Dr. Todd Boyd: Professor of Cinema and Media Studies at the USC School of Cinematic Arts.
Quincy Jones: Jazz trumpeter/bandleader/composer/arranger; produced Michael Jackson.
Frances Davis (née Taylor): Model, dancer, actress; Miles’s first wife (1959–1965). She appears on the covers of Miles’s Someday My Prince Will Come, In Person, and E.S.P. Passed away in 2018.
Charlie Davidson: Tailor and owner of the famous Andover Shop in Cambridge, Mass. Styled Miles Davis and Chet Baker. Passed away in 2019.

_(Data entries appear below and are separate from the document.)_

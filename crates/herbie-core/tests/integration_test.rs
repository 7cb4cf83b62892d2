//! End-to-end tests: whole scripts through an [`ExecutionSession`] against
//! the in-memory page.

use std::collections::BTreeMap;
use std::sync::Arc;
use std::time::Duration;

use herbie_checkpoint::{FileStateStore, KeywordTables, MemoryStateStore};
use herbie_config::{Config, OnElementNotFound};
use herbie_core::verification::INCOMPLETE_MESSAGE;
use herbie_core::{
    ExecutionSession, RecordingSink, RunOutcome, SessionError, StatementResult, StepFailure,
    UsabilityTask, NOT_YET_MET_MESSAGE,
};
use herbie_page_memory::MemoryPage;
use herbie_protocols::{EventKind, EventTarget, ExecutionStore, Keyword, Page, PropertyValue};

// ============================================================================
// Test Helpers
// ============================================================================

const SHOP: &str = r#"
<form id="checkout">
  <label for="fname">firstname:</label>
  <input id="fname">
  <button id="submit">Submit</button>
</form>
<div id="spinner">Loading</div>
<div id="result"></div>
"#;

fn shop_page() -> MemoryPage {
    let page = MemoryPage::from_html("https://shop.example.com/checkout", SHOP);
    page.set_title("Checkout");
    let submit = page.find("#submit").unwrap();
    page.on(EventTarget::Element(submit), EventKind::Click, |page, _, _| {
        if let Some(result) = page.find("#result") {
            let _ = page.set_text(result, "Thanks");
        }
        if let Some(spinner) = page.find("#spinner") {
            let _ = page.remove(spinner);
        }
    });
    page
}

struct Harness {
    page: MemoryPage,
    store: Arc<MemoryStateStore>,
    sink: Arc<RecordingSink>,
    session: ExecutionSession,
}

impl Harness {
    fn new() -> Self {
        Self::with(MemoryStateStore::new(), Config::default())
    }

    fn with(store: MemoryStateStore, config: Config) -> Self {
        let page = shop_page();
        let store = Arc::new(store);
        let sink = Arc::new(RecordingSink::new());
        let session = ExecutionSession::new(
            Arc::new(page.clone()),
            store.clone(),
            store.clone(),
            sink.clone(),
            config,
        );
        Self {
            page,
            store,
            sink,
            session,
        }
    }

    fn clicks(&self) -> usize {
        self.page
            .events()
            .iter()
            .filter(|e| e.event.kind == EventKind::Click)
            .count()
    }

    async fn first_name(&self) -> Option<PropertyValue> {
        let input = self.page.find("#fname").unwrap();
        self.page.property(input, "value").await.unwrap()
    }
}

fn task(script: &str) -> UsabilityTask {
    UsabilityTask {
        task_id: Some("task-1".to_string()),
        task_name: "Checkout".to_string(),
        tester_name: "Sam".to_string(),
        description: None,
        script: script.to_string(),
    }
}

// ============================================================================
// Scripted Runs
// ============================================================================

#[tokio::test(start_paused = true)]
async fn test_type_click_verify_immediate() {
    let h = Harness::new();
    let outcome = h
        .session
        .run_script(
            "type 'Bob' in 'firstname'\nclick on 'Submit'\nverify text equals \"Thanks\" in '#result'",
            0,
        )
        .await
        .unwrap();

    assert_eq!(outcome, RunOutcome::Completed);
    assert_eq!(h.first_name().await, Some(PropertyValue::Text("Bob".into())));
    let verifications = h.sink.verifications();
    assert_eq!(verifications.len(), 1);
    assert!(verifications[0].success);
    assert_eq!(
        verifications[0].message,
        "Verification passed: Text equals \"Thanks\""
    );
    assert_eq!(h.store.snapshot().await.cmdtree.len(), 3);
}

#[tokio::test(start_paused = true)]
async fn test_local_keywords_shadow_global() {
    let mut tables = KeywordTables {
        global: vec![Keyword::new("checkout", "//button[@id='elsewhere']")],
        local: BTreeMap::new(),
    };
    tables.local.insert(
        "example.com".to_string(),
        vec![Keyword::new("checkout", "//button[@id='submit']")],
    );
    let h = Harness::with(MemoryStateStore::with_keywords(tables), Config::default());

    let cmd = h.session.parse_line("click on 'checkout'").await.unwrap().unwrap();
    assert_eq!(cmd.locator().as_deref(), Some("//button[@id='submit']"));

    let outcome = h.session.run_script("click on 'checkout'", 0).await.unwrap();
    assert_eq!(outcome, RunOutcome::Completed);
    assert_eq!(h.clicks(), 1);
}

#[tokio::test(start_paused = true)]
async fn test_abort_then_resume_after_fix() {
    let h = Harness::new();
    let script = "click on 'Submit'\nclick on 'Retry'\ntype 'Bob' in 'firstname'";

    let outcome = h.session.run_script(script, 0).await.unwrap();
    assert_eq!(
        outcome,
        RunOutcome::Aborted {
            at: 1,
            failure: StepFailure::ElementNotFound("Retry".to_string()),
        }
    );
    assert_eq!(h.store.cursor().await.unwrap(), Some(0));

    let form = h.page.find("#checkout").unwrap();
    h.page.append_html(form, "<button>Retry</button>").unwrap();

    assert_eq!(h.session.resume().await.unwrap(), Some(RunOutcome::Completed));
    assert_eq!(h.clicks(), 2);
    assert_eq!(h.first_name().await, Some(PropertyValue::Text("Bob".into())));

    // Everything ran; nothing is left.
    assert_eq!(h.session.resume().await.unwrap(), None);
}

#[tokio::test(start_paused = true)]
async fn test_stop_blocks_resume_until_next_run() {
    let h = Harness::new();
    h.session
        .run_script("click on 'Submit'\nclick on 'Retry'", 0)
        .await
        .unwrap();

    h.session.stop().await.unwrap();
    assert_eq!(
        h.session.resume().await.unwrap(),
        Some(RunOutcome::Stopped { at: 1 })
    );
    assert_eq!(h.clicks(), 1);

    // A new run clears the flag.
    let outcome = h.session.run_script("click on 'Submit'", 0).await.unwrap();
    assert_eq!(outcome, RunOutcome::Completed);
    assert!(!h.store.stop_flag().await.unwrap());
}

#[tokio::test(start_paused = true)]
async fn test_skip_policy_finishes_script() {
    let mut config = Config::default();
    config.executor.on_element_not_found = OnElementNotFound::Skip;
    let h = Harness::with(MemoryStateStore::new(), config);

    let outcome = h
        .session
        .run_script("click on 'Retry'\ntype 'Bob' in 'firstname'", 0)
        .await
        .unwrap();

    assert_eq!(outcome, RunOutcome::Completed);
    assert_eq!(h.sink.logs()[0], "cannot find tag 'Retry'");
    assert_eq!(h.first_name().await, Some(PropertyValue::Text("Bob".into())));
}

#[tokio::test(start_paused = true)]
async fn test_resume_survives_reload_with_file_store() {
    let dir = tempfile::tempdir().unwrap();
    let path = dir.path().join("state.json");
    let script = "click on 'Submit'\nnavigate 'https://shop.example.com/done'\ntype 'Bob' in 'firstname'";

    {
        let page = shop_page();
        page.add_route("https://shop.example.com/done", "<p>Done</p>");
        let store = Arc::new(FileStateStore::new(&path).await.unwrap());
        let session = ExecutionSession::new(
            Arc::new(page.clone()),
            store.clone(),
            store.clone(),
            Arc::new(RecordingSink::new()),
            Config::default(),
        );
        let outcome = session.run_script(script, 0).await.unwrap();
        // The new document has no first-name field.
        assert!(matches!(outcome, RunOutcome::Aborted { at: 2, .. }));
        assert_eq!(page.url().await.unwrap(), "https://shop.example.com/done");
    }

    // Fresh page and store, same state file.
    let page = shop_page();
    let store = Arc::new(FileStateStore::new(&path).await.unwrap());
    let session = ExecutionSession::new(
        Arc::new(page.clone()),
        store.clone(),
        store.clone(),
        Arc::new(RecordingSink::new()),
        Config::default(),
    );
    assert_eq!(session.resume().await.unwrap(), Some(RunOutcome::Completed));
    let input = page.find("#fname").unwrap();
    assert_eq!(
        page.property(input, "value").await.unwrap(),
        Some(PropertyValue::Text("Bob".into()))
    );
}

// ============================================================================
// Usability Tests
// ============================================================================

#[tokio::test(start_paused = true)]
async fn test_passive_verification_met_by_later_actions() {
    let h = Harness::new();
    let verify = "verify text equals \"Thanks\" in '#result'";
    h.session.start_usability_test(task(verify)).await.unwrap();
    assert_eq!(h.session.manager().active_watchers(), 1);
    assert!(h.sink.verifications().is_empty());

    // The tester fills in the form.
    h.session
        .run_script("type 'Bob' in 'firstname'\nclick on 'Submit'", 0)
        .await
        .unwrap();
    tokio::time::sleep(Duration::from_millis(10)).await;

    let report = h.session.end_usability_test().await.unwrap();
    assert_eq!(
        report.verify_statements[verify],
        StatementResult {
            message: "Text equals \"Thanks\" verified".to_string(),
            success: true,
        }
    );
    assert_eq!(h.sink.verifications().len(), 1);
}

#[tokio::test(start_paused = true)]
async fn test_report_marks_unmet_statements() {
    let h = Harness::new();
    let script = "verify state is hidden in '#spinner'\n\
                  verify title equals \"Order placed\"\n\
                  verify text equals \"Thanks\" in '#result'";
    let task_id = h.session.start_usability_test(task(script)).await.unwrap();
    assert_eq!(task_id, "task-1");

    h.session.run_script("click on 'Submit'", 0).await.unwrap();
    let report = h.session.end_usability_test().await.unwrap();

    assert_eq!(report.task_id, "task-1");
    assert_eq!(report.task_name, "Checkout");
    assert_eq!(report.tester_name, "Sam");
    assert!(chrono::DateTime::parse_from_rfc3339(&report.time).is_ok());

    let statements = &report.verify_statements;
    assert_eq!(statements.len(), 3);
    assert!(statements["verify state is hidden in '#spinner'"].success);
    assert!(statements["verify text equals \"Thanks\" in '#result'"].success);
    assert_eq!(
        statements["verify title equals \"Order placed\""],
        StatementResult {
            message: INCOMPLETE_MESSAGE.to_string(),
            success: false,
        }
    );
}

#[tokio::test(start_paused = true)]
async fn test_unparseable_verify_reports_setup_failure() {
    let h = Harness::new();
    h.session
        .start_usability_test(task("verify the page feels fast"))
        .await
        .unwrap();

    let report = h.session.end_usability_test().await.unwrap();
    let result = &report.verify_statements["verify the page feels fast"];
    assert!(!result.success);
    assert_eq!(result.message, "Invalid verification data");
}

#[tokio::test(start_paused = true)]
async fn test_one_test_at_a_time() {
    let h = Harness::new();
    assert!(matches!(
        h.session.end_usability_test().await,
        Err(SessionError::NoTestRunning)
    ));

    h.session.start_usability_test(task("")).await.unwrap();
    let again = h.session.start_usability_test(task("")).await;
    assert!(matches!(again, Err(SessionError::TestAlreadyRunning(id)) if id == "task-1"));

    let report = h.session.end_usability_test().await.unwrap();
    assert!(report.verify_statements.is_empty());
    assert!(h.session.start_usability_test(task("")).await.is_ok());
}

#[tokio::test(start_paused = true)]
async fn test_statements_start_not_yet_met() {
    let h = Harness::new();
    let verify = "verify text equals \"Thanks\" in '#result'";
    h.session.start_usability_test(task(verify)).await.unwrap();

    // Nothing reported yet, so only the placeholder would be in a report.
    assert!(h.session.manager().results().is_empty());
    let report = h.session.end_usability_test().await.unwrap();
    assert_eq!(report.verify_statements[verify].message, INCOMPLETE_MESSAGE);
    assert_ne!(report.verify_statements[verify].message, NOT_YET_MET_MESSAGE);
}

#[tokio::test(start_paused = true)]
async fn test_generated_task_id_and_camel_case_report() {
    let h = Harness::new();
    let mut t = task("verify url contains \"/checkout\"");
    t.task_id = None;
    let task_id = h.session.start_usability_test(t).await.unwrap();
    assert!(uuid::Uuid::parse_str(&task_id).is_ok());

    let report = h.session.end_usability_test().await.unwrap();
    let json = serde_json::to_value(&report).unwrap();
    assert_eq!(json["taskId"], task_id);
    assert_eq!(json["testerName"], "Sam");
    assert_eq!(
        json["verifyStatements"]["verify url contains \"/checkout\""]["success"],
        true
    );
}

#[tokio::test(start_paused = true)]
async fn test_reattach_reinstalls_watchers() {
    let h = Harness::new();
    assert!(matches!(
        h.session.reattach_observers().await,
        Err(SessionError::NoTestRunning)
    ));

    h.session
        .start_usability_test(task("verify text equals \"Thanks\" in '#result'"))
        .await
        .unwrap();
    h.session.reattach_observers().await.unwrap();
    assert_eq!(h.session.manager().active_watchers(), 1);

    let result = h.page.find("#result").unwrap();
    h.page.set_text(result, "Thanks").unwrap();
    tokio::time::sleep(Duration::from_millis(10)).await;

    let report = h.session.end_usability_test().await.unwrap();
    assert!(report.verify_statements.values().all(|r| r.success));
}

Marcus Miller: Bassist/multi-instrumentalist, producer, and composer; bassist on The Man with the Horn and We Want Miles; musician, composer, and producer on Tutu, Music from Siesta, and Amandla.
Darryl Jones: Bassist on Decoy and You’re Under Arrest.
Lenny Kravitz: Singer-songwriter; godson of Miles’s third wife, Cicely Tyson.
James Mtume: Percussionist, composer, and producer; played with Miles from 1971 to 1975, including on On the Corner.
Ron Carter: Legendary bassist/composer who played in Miles’s “Second Great Quintet”—with Herbie Hancock, Wayne Shorter, and Tony Williams—from 1963 to 1968 (and recorded with Miles until 1970).
Michael Henderson: Singer-songwriter and bassist; played bass with Miles from 1970 until his hiatus; appears on Jack Johnson, Live-Evil, and On the Corner, among others.
Betty Davis (née Mabry): Singer-songwriter and sometime model; Miles’s second wife.
Andrea Aranow: Fashion designer who created looks for Jimi Hendrix and Miles Davis.
Anthony Barbosa: Photographer who shot the iconic photo of Miles in front of his closet of clothes; also shot countless album covers including You’re Under Arrest.
Kohshin Satoh: Japanese fashion designer who clothed Miles and Andy Warhol in the 1980s.
Mikel Elam: Painter and personal assistant to Miles from 1987 until his death.
Jo Gelbard: Painter and girlfriend of Miles from 1984 until his death.
Vince Wilburn Jr.: Drummer and producer; nephew of Miles; now helps oversee the Miles Davis Estate. Appears on The Man with the Horn and You’re Under Arrest.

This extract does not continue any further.